From the data, copy out every line in which the word "difficulty" appears.
##### Data in this exercise #####
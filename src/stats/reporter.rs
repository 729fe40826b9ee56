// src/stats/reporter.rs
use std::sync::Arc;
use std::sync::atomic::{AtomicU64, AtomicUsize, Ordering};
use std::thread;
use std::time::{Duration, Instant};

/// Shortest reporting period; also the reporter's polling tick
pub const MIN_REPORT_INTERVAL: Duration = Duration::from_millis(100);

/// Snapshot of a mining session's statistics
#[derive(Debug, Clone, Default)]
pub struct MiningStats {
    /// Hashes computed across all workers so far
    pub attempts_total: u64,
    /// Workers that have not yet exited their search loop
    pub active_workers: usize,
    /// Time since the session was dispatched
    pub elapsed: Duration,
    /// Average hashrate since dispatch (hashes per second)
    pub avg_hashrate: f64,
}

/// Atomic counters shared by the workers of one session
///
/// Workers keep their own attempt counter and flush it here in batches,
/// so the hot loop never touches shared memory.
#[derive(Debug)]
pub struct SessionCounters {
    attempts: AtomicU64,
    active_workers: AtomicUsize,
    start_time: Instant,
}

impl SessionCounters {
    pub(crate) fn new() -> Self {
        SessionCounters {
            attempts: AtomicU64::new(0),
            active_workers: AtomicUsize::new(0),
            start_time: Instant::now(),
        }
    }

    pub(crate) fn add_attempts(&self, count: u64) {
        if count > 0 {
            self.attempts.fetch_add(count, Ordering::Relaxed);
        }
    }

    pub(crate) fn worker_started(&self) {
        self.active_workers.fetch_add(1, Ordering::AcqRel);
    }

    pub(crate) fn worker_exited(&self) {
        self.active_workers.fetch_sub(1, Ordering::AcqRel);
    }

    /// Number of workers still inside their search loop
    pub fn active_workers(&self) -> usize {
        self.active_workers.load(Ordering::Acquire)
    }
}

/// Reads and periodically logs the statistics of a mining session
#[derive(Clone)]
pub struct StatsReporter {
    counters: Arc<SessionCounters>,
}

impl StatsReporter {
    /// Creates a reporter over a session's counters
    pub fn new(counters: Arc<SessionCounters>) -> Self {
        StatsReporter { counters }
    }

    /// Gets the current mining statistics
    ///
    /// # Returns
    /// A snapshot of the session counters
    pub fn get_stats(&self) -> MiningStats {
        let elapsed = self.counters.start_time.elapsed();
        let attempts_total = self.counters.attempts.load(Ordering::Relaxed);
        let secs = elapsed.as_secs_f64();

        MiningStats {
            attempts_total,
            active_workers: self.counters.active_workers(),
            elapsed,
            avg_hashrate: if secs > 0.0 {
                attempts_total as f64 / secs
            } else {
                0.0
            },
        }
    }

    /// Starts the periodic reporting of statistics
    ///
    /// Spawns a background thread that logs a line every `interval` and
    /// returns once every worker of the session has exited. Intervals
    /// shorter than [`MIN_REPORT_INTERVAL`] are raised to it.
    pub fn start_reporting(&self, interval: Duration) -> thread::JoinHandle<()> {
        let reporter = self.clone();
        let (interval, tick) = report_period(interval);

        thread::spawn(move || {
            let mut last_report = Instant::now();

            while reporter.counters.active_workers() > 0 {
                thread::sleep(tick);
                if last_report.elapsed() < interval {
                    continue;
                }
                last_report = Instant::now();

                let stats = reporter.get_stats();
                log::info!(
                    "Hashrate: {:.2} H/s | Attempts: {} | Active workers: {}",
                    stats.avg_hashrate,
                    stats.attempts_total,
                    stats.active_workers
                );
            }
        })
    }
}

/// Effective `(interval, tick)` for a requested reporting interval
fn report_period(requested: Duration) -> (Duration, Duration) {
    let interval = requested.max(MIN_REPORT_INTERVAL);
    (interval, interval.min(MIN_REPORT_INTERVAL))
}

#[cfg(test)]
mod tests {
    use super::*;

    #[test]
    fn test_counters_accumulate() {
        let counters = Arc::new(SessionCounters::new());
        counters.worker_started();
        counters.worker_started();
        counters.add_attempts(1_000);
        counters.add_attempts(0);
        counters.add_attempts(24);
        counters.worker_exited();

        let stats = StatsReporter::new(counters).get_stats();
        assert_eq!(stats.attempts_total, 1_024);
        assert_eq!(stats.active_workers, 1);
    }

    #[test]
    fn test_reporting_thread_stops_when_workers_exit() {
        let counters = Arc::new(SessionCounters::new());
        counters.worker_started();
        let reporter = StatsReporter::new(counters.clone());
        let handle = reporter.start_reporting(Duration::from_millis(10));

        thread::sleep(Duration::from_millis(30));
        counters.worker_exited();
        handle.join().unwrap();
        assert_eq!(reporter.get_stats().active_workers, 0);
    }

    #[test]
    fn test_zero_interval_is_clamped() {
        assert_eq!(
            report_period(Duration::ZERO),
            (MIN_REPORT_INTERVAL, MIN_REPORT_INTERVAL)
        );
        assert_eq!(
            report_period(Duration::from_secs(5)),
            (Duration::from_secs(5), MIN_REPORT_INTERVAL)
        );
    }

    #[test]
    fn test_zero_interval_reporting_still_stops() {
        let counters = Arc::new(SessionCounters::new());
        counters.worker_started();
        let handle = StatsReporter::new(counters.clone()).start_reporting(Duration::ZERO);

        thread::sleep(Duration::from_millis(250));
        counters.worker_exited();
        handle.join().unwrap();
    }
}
#####
##### Data in this exercise #####
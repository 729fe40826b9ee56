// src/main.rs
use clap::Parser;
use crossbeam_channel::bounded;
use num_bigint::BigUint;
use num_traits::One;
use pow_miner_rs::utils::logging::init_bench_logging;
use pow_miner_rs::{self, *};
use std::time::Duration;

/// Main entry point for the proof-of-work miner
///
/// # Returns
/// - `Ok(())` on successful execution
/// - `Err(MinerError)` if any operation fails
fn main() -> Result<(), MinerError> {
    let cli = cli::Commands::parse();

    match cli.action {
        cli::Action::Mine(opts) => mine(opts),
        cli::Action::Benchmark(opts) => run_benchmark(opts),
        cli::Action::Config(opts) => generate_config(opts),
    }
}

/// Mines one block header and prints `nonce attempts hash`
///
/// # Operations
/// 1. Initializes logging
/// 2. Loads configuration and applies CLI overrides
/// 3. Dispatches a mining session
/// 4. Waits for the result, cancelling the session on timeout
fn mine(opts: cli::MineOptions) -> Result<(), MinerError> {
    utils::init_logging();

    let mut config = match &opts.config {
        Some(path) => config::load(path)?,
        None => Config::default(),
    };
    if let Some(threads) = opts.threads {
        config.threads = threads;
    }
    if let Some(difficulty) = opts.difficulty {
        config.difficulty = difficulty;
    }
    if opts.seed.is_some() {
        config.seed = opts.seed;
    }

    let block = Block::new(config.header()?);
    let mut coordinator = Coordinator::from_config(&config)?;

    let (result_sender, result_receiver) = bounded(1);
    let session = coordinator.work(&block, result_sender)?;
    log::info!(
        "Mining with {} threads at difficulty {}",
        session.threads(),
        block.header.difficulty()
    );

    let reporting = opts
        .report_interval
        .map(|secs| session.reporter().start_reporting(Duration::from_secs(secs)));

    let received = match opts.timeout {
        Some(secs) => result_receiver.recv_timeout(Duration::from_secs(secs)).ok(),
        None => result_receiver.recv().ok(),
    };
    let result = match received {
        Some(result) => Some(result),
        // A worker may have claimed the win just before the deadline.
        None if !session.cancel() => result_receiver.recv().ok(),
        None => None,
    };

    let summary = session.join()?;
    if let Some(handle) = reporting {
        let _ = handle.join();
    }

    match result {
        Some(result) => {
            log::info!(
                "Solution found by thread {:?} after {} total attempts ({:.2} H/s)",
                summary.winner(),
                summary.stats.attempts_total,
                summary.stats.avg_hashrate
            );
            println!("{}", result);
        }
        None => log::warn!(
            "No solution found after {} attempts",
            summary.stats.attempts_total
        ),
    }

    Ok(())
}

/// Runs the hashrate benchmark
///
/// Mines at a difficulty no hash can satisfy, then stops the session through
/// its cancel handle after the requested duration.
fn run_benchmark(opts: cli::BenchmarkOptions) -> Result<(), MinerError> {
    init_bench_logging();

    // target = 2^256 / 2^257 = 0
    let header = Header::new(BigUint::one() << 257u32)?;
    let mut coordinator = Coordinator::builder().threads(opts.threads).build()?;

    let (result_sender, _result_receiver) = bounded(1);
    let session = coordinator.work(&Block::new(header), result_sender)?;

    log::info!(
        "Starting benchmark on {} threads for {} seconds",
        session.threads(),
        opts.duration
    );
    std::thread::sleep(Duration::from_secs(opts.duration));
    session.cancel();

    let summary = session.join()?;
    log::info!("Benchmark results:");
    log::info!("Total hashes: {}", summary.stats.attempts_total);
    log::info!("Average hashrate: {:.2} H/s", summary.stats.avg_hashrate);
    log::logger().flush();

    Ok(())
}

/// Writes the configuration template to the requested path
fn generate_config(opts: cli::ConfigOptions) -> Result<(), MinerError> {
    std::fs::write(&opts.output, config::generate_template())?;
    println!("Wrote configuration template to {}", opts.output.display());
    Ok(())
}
#####
_Exercise result_:
    if let Some(difficulty) = opts.difficulty {
        config.difficulty = difficulty;
        "Mining with {} threads at difficulty {}",
        block.header.difficulty()
/// Mines at a difficulty no hash can satisfy, then stops the session through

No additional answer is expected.